Items from a dataset:

=== Section Start ===

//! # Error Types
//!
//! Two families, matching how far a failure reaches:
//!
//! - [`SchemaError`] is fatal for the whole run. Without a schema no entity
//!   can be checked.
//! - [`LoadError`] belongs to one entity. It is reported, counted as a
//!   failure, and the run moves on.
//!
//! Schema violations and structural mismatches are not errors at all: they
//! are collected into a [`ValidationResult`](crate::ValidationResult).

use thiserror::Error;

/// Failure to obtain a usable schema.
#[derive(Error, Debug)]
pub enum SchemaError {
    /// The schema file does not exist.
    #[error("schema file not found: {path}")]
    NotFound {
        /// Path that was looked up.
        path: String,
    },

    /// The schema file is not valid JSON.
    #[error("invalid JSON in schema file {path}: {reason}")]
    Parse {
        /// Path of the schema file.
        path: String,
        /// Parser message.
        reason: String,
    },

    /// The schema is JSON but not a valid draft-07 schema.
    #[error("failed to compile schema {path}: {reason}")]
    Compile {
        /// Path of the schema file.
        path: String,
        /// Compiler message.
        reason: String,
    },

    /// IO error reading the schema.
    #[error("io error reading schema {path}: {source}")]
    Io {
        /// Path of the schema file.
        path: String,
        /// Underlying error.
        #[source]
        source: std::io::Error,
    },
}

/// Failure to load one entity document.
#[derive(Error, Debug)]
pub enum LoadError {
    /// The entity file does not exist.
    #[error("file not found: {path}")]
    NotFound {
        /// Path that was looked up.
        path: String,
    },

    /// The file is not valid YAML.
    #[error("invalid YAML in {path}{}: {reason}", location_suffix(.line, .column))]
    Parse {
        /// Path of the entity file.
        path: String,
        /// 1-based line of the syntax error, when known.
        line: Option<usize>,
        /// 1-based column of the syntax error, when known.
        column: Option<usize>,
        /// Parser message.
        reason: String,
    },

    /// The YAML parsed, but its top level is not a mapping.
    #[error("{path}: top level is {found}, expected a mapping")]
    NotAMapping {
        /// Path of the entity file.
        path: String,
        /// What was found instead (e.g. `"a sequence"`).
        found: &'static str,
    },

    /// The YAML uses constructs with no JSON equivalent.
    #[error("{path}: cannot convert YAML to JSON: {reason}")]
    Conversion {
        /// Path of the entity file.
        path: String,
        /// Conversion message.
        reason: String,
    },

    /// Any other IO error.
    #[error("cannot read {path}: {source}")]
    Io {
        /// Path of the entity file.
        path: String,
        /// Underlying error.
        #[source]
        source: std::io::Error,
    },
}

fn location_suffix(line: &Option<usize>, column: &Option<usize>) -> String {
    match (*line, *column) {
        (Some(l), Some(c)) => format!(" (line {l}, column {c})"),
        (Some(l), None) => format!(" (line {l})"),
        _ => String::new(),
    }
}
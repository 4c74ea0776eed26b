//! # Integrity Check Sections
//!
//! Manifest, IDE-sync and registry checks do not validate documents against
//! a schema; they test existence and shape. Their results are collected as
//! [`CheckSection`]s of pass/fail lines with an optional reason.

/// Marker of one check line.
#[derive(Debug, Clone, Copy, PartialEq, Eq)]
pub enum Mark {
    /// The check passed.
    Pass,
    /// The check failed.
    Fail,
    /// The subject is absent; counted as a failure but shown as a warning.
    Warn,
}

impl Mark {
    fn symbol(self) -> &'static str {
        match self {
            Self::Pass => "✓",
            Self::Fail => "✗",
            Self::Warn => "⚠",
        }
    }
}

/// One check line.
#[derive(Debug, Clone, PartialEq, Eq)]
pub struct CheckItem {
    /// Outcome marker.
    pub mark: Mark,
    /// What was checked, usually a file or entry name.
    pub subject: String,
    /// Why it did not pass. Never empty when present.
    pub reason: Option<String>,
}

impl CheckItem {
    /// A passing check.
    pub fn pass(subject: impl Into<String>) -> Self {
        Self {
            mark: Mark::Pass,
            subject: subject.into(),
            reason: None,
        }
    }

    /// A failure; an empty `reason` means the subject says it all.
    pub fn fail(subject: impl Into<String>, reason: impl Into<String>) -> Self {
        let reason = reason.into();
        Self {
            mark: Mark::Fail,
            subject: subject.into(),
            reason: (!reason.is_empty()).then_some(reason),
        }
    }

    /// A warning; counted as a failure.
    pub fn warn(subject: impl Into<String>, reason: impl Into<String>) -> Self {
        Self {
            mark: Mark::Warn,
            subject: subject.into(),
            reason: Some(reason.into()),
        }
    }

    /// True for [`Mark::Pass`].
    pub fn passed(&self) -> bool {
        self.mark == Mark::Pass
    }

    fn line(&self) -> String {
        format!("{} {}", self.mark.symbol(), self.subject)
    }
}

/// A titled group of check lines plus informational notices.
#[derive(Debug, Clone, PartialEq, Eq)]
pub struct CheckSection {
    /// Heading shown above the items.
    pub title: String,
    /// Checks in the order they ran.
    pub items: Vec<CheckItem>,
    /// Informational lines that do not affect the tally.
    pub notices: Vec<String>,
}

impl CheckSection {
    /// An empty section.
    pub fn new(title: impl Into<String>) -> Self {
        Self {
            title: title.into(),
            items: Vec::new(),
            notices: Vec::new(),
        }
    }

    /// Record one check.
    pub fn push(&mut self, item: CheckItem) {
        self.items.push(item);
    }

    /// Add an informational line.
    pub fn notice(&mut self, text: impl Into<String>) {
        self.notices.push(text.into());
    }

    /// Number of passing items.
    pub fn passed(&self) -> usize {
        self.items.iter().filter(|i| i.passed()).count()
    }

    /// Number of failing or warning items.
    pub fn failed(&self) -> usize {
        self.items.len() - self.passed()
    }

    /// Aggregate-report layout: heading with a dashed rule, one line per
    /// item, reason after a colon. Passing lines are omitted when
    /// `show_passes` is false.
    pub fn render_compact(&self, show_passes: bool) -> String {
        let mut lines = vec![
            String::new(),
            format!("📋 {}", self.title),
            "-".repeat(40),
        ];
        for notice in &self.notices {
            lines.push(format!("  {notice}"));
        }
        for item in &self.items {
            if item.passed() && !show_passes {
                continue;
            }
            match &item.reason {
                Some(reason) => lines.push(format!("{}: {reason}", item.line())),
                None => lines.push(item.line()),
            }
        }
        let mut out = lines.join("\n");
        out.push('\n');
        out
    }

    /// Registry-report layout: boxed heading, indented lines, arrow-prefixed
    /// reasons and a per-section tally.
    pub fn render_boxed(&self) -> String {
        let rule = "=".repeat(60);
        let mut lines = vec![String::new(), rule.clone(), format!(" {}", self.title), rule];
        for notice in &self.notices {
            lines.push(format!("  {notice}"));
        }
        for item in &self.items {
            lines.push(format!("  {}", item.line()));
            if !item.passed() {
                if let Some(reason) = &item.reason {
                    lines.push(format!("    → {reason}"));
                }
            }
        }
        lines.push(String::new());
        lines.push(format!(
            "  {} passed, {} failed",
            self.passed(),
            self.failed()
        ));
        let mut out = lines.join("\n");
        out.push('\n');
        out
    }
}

=== Section End ===

WORK INSTRUCTIONS
Once more, write out the entries exactly as they were written.

TASK ANSWER
//! # Error Types
//!
//! Two families, matching how far a failure reaches:
//!
//! - [`SchemaError`] is fatal for the whole run. Without a schema no entity
//!   can be checked.
//! - [`LoadError`] belongs to one entity. It is reported, counted as a
//!   failure, and the run moves on.
//!
//! Schema violations and structural mismatches are not errors at all: they
//! are collected into a [`ValidationResult`](crate::ValidationResult).

use thiserror::Error;

/// Failure to obtain a usable schema.
#[derive(Error, Debug)]
pub enum SchemaError {
    /// The schema file does not exist.
    #[error("schema file not found: {path}")]
    NotFound {
        /// Path that was looked up.
        path: String,
    },

    /// The schema file is not valid JSON.
    #[error("invalid JSON in schema file {path}: {reason}")]
    Parse {
        /// Path of the schema file.
        path: String,
        /// Parser message.
        reason: String,
    },

    /// The schema is JSON but not a valid draft-07 schema.
    #[error("failed to compile schema {path}: {reason}")]
    Compile {
        /// Path of the schema file.
        path: String,
        /// Compiler message.
        reason: String,
    },

    /// IO error reading the schema.
    #[error("io error reading schema {path}: {source}")]
    Io {
        /// Path of the schema file.
        path: String,
        /// Underlying error.
        #[source]
        source: std::io::Error,
    },
}

/// Failure to load one entity document.
#[derive(Error, Debug)]
pub enum LoadError {
    /// The entity file does not exist.
    #[error("file not found: {path}")]
    NotFound {
        /// Path that was looked up.
        path: String,
    },

    /// The file is not valid YAML.
    #[error("invalid YAML in {path}{}: {reason}", location_suffix(.line, .column))]
    Parse {
        /// Path of the entity file.
        path: String,
        /// 1-based line of the syntax error, when known.
        line: Option<usize>,
        /// 1-based column of the syntax error, when known.
        column: Option<usize>,
        /// Parser message.
        reason: String,
    },

    /// The YAML parsed, but its top level is not a mapping.
    #[error("{path}: top level is {found}, expected a mapping")]
    NotAMapping {
        /// Path of the entity file.
        path: String,
        /// What was found instead (e.g. `"a sequence"`).
        found: &'static str,
    },

    /// The YAML uses constructs with no JSON equivalent.
    #[error("{path}: cannot convert YAML to JSON: {reason}")]
    Conversion {
        /// Path of the entity file.
        path: String,
        /// Conversion message.
        reason: String,
    },

    /// Any other IO error.
    #[error("cannot read {path}: {source}")]
    Io {
        /// Path of the entity file.
        path: String,
        /// Underlying error.
        #[source]
        source: std::io::Error,
    },
}

fn location_suffix(line: &Option<usize>, column: &Option<usize>) -> String {
    match (*line, *column) {
        (Some(l), Some(c)) => format!(" (line {l}, column {c})"),
        (Some(l), None) => format!(" (line {l})"),
        _ => String::new(),
    }
}
repository 4c74ea0776eed26b
//! # Integrity Check Sections
//!
//! Manifest, IDE-sync and registry checks do not validate documents against
//! a schema; they test existence and shape. Their results are collected as
//! [`CheckSection`]s of pass/fail lines with an optional reason.

/// Marker of one check line.
#[derive(Debug, Clone, Copy, PartialEq, Eq)]
pub enum Mark {
    /// The check passed.
    Pass,
    /// The check failed.
    Fail,
    /// The subject is absent; counted as a failure but shown as a warning.
    Warn,
}

impl Mark {
    fn symbol(self) -> &'static str {
        match self {
            Self::Pass => "✓",
            Self::Fail => "✗",
            Self::Warn => "⚠",
        }
    }
}

/// One check line.
#[derive(Debug, Clone, PartialEq, Eq)]
pub struct CheckItem {
    /// Outcome marker.
    pub mark: Mark,
    /// What was checked, usually a file or entry name.
    pub subject: String,
    /// Why it did not pass. Never empty when present.
    pub reason: Option<String>,
}

impl CheckItem {
    /// A passing check.
    pub fn pass(subject: impl Into<String>) -> Self {
        Self {
            mark: Mark::Pass,
            subject: subject.into(),
            reason: None,
        }
    }

    /// A failure; an empty `reason` means the subject says it all.
    pub fn fail(subject: impl Into<String>, reason: impl Into<String>) -> Self {
        let reason = reason.into();
        Self {
            mark: Mark::Fail,
            subject: subject.into(),
            reason: (!reason.is_empty()).then_some(reason),
        }
    }

    /// A warning; counted as a failure.
    pub fn warn(subject: impl Into<String>, reason: impl Into<String>) -> Self {
        Self {
            mark: Mark::Warn,
            subject: subject.into(),
            reason: Some(reason.into()),
        }
    }

    /// True for [`Mark::Pass`].
    pub fn passed(&self) -> bool {
        self.mark == Mark::Pass
    }

    fn line(&self) -> String {
        format!("{} {}", self.mark.symbol(), self.subject)
    }
}

/// A titled group of check lines plus informational notices.
#[derive(Debug, Clone, PartialEq, Eq)]
pub struct CheckSection {
    /// Heading shown above the items.
    pub title: String,
    /// Checks in the order they ran.
    pub items: Vec<CheckItem>,
    /// Informational lines that do not affect the tally.
    pub notices: Vec<String>,
}

impl CheckSection {
    /// An empty section.
    pub fn new(title: impl Into<String>) -> Self {
        Self {
            title: title.into(),
            items: Vec::new(),
            notices: Vec::new(),
        }
    }

    /// Record one check.
    pub fn push(&mut self, item: CheckItem) {
        self.items.push(item);
    }

    /// Add an informational line.
    pub fn notice(&mut self, text: impl Into<String>) {
        self.notices.push(text.into());
    }

    /// Number of passing items.
    pub fn passed(&self) -> usize {
        self.items.iter().filter(|i| i.passed()).count()
    }

    /// Number of failing or warning items.
    pub fn failed(&self) -> usize {
        self.items.len() - self.passed()
    }

    /// Aggregate-report layout: heading with a dashed rule, one line per
    /// item, reason after a colon. Passing lines are omitted when
    /// `show_passes` is false.
    pub fn render_compact(&self, show_passes: bool) -> String {
        let mut lines = vec![
            String::new(),
            format!("📋 {}", self.title),
            "-".repeat(40),
        ];
        for notice in &self.notices {
            lines.push(format!("  {notice}"));
        }
        for item in &self.items {
            if item.passed() && !show_passes {
                continue;
            }
            match &item.reason {
                Some(reason) => lines.push(format!("{}: {reason}", item.line())),
                None => lines.push(item.line()),
            }
        }
        let mut out = lines.join("\n");
        out.push('\n');
        out
    }

    /// Registry-report layout: boxed heading, indented lines, arrow-prefixed
    /// reasons and a per-section tally.
    pub fn render_boxed(&self) -> String {
        let rule = "=".repeat(60);
        let mut lines = vec![String::new(), rule.clone(), format!(" {}", self.title), rule];
        for notice in &self.notices {
            lines.push(format!("  {notice}"));
        }
        for item in &self.items {
            lines.push(format!("  {}", item.line()));
            if !item.passed() {
                if let Some(reason) = &item.reason {
                    lines.push(format!("    → {reason}"));
                }
            }
        }
        lines.push(String::new());
        lines.push(format!(
            "  {} passed, {} failed",
            self.passed(),
            self.failed()
        ));
        let mut out = lines.join("\n");
        out.push('\n');
        out
    }
}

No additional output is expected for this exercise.